Reproduce exactly, from the data that follows, the line with "req.report_progress(60);", the line with "cmd.arg(output.display().to_string())", and every line that lies between them.
=== Section Start ===
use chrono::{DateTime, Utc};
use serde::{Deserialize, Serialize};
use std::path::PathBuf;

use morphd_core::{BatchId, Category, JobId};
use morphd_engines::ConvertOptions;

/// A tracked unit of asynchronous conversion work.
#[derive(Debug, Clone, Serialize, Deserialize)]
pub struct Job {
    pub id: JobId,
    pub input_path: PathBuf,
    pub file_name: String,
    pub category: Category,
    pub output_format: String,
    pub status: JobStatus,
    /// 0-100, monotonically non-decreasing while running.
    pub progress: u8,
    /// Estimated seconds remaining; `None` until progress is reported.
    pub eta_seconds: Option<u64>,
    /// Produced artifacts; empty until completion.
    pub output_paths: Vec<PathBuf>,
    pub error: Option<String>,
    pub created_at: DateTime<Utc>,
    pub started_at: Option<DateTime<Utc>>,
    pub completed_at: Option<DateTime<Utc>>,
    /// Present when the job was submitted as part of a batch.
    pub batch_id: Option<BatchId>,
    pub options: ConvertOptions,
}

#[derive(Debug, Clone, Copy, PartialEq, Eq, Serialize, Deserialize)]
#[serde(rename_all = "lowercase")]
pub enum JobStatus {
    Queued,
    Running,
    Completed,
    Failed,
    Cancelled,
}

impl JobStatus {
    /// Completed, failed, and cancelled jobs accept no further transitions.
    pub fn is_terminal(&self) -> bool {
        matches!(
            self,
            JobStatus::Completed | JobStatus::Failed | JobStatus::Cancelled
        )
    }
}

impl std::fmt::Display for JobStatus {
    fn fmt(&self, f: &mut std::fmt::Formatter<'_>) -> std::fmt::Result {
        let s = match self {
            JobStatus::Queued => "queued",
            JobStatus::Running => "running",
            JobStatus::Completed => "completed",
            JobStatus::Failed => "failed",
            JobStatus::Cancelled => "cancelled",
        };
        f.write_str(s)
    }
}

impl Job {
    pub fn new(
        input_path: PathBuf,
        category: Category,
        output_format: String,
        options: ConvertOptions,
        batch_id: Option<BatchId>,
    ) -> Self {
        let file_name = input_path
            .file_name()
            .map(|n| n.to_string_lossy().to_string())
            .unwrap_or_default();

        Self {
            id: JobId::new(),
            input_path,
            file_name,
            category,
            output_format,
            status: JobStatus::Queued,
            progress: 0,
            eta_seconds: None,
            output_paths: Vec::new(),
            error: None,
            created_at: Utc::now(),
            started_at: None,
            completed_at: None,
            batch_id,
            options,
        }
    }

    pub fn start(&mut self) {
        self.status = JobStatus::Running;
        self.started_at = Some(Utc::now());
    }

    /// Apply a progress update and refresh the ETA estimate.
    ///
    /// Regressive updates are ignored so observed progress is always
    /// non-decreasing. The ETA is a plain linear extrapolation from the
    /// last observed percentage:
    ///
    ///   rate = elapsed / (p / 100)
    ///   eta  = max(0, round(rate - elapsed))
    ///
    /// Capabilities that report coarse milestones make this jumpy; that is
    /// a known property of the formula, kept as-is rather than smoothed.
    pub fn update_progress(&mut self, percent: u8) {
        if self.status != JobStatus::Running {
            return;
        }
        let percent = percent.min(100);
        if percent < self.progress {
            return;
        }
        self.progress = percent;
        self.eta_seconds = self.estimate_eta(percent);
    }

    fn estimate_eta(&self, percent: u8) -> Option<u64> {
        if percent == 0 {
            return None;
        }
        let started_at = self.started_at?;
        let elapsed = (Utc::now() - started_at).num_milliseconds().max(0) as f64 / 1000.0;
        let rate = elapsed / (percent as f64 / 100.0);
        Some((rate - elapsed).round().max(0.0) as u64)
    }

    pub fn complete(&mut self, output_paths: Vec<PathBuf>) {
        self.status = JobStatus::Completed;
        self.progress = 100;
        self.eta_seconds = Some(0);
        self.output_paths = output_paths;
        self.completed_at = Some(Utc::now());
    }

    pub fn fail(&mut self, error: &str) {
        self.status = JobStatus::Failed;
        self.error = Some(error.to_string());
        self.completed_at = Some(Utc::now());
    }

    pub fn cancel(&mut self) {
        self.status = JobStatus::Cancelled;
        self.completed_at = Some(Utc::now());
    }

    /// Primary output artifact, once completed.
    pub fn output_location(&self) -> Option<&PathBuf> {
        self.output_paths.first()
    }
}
=== Section End ===
=== Section Start ===
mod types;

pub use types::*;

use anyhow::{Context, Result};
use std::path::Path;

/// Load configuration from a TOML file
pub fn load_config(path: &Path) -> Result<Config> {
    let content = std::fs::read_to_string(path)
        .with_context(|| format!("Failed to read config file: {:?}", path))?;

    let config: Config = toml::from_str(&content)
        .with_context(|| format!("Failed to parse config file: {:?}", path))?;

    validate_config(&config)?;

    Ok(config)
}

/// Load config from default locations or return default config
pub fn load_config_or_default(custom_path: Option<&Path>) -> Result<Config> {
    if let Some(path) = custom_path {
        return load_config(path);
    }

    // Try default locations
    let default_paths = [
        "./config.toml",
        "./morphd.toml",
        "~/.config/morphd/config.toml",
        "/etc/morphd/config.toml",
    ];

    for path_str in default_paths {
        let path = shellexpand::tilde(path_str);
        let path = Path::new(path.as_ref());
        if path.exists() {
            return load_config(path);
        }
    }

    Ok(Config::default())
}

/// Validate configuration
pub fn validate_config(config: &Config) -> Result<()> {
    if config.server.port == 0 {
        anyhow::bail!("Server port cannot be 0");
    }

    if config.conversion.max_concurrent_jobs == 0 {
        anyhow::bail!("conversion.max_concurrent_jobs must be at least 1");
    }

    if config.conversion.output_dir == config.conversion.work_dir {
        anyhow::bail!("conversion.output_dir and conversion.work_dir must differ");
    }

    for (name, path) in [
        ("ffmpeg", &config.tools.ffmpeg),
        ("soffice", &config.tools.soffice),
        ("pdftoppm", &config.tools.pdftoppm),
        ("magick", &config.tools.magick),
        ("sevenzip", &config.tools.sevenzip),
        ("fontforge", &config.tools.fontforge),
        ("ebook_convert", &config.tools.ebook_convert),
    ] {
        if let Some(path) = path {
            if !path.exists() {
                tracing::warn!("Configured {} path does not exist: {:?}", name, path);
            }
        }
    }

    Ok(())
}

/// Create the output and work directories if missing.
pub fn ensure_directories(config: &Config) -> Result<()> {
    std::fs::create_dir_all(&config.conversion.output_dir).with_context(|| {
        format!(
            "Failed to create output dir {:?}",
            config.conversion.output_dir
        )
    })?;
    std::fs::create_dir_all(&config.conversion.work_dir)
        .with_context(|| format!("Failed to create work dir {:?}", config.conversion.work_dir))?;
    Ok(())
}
=== Section End ===
=== Section Start ===
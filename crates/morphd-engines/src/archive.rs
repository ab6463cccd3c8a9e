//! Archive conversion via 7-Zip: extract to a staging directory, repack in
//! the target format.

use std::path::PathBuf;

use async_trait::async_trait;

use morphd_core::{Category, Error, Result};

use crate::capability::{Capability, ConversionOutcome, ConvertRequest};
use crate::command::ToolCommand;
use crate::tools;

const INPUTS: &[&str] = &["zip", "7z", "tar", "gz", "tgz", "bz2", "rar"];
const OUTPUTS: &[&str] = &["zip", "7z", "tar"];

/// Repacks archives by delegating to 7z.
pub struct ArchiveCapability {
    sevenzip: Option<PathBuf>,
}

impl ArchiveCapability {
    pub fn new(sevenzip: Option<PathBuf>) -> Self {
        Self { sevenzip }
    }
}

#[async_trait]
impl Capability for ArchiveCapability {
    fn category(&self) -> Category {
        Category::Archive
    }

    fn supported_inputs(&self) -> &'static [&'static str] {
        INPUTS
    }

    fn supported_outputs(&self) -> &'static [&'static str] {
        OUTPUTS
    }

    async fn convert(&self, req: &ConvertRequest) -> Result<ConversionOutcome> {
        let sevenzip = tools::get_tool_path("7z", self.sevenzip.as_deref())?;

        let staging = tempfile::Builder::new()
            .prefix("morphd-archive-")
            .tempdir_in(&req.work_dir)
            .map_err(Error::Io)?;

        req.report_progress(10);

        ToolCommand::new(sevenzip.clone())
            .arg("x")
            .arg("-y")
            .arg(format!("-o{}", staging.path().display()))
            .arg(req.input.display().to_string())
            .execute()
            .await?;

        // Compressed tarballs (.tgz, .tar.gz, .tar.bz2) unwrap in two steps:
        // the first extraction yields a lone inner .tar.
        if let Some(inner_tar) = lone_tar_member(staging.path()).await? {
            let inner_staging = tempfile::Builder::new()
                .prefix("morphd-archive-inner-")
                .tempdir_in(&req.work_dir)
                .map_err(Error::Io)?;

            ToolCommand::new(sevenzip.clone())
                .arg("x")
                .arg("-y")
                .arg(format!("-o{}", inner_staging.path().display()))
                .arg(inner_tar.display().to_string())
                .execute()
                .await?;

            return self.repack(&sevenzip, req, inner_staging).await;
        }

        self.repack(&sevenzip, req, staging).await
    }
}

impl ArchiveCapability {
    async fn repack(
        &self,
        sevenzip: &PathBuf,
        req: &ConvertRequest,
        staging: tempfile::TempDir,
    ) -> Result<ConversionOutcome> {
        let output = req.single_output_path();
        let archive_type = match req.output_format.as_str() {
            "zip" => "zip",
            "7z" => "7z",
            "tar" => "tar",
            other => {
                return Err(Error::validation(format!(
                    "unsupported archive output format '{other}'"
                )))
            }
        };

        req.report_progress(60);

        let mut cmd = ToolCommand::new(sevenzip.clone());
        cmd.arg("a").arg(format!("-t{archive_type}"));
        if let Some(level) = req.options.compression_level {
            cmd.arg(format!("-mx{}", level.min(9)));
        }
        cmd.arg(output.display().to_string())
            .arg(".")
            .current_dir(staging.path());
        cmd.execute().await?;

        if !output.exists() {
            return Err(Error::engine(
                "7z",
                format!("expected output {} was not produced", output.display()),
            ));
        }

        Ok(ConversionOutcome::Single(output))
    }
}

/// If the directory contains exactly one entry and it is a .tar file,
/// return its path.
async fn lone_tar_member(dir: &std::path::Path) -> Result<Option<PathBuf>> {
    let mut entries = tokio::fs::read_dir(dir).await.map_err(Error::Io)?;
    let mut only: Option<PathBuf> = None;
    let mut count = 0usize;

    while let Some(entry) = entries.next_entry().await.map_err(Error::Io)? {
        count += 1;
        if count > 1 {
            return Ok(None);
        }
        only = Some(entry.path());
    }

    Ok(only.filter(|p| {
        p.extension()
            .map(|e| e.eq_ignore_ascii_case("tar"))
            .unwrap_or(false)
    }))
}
=== Section End ===
- OUTPUT OF THE EXERCISE:
        req.report_progress(60);

        let mut cmd = ToolCommand::new(sevenzip.clone());
        cmd.arg("a").arg(format!("-t{archive_type}"));
        if let Some(level) = req.options.compression_level {
            cmd.arg(format!("-mx{}", level.min(9)));
        }
        cmd.arg(output.display().to_string())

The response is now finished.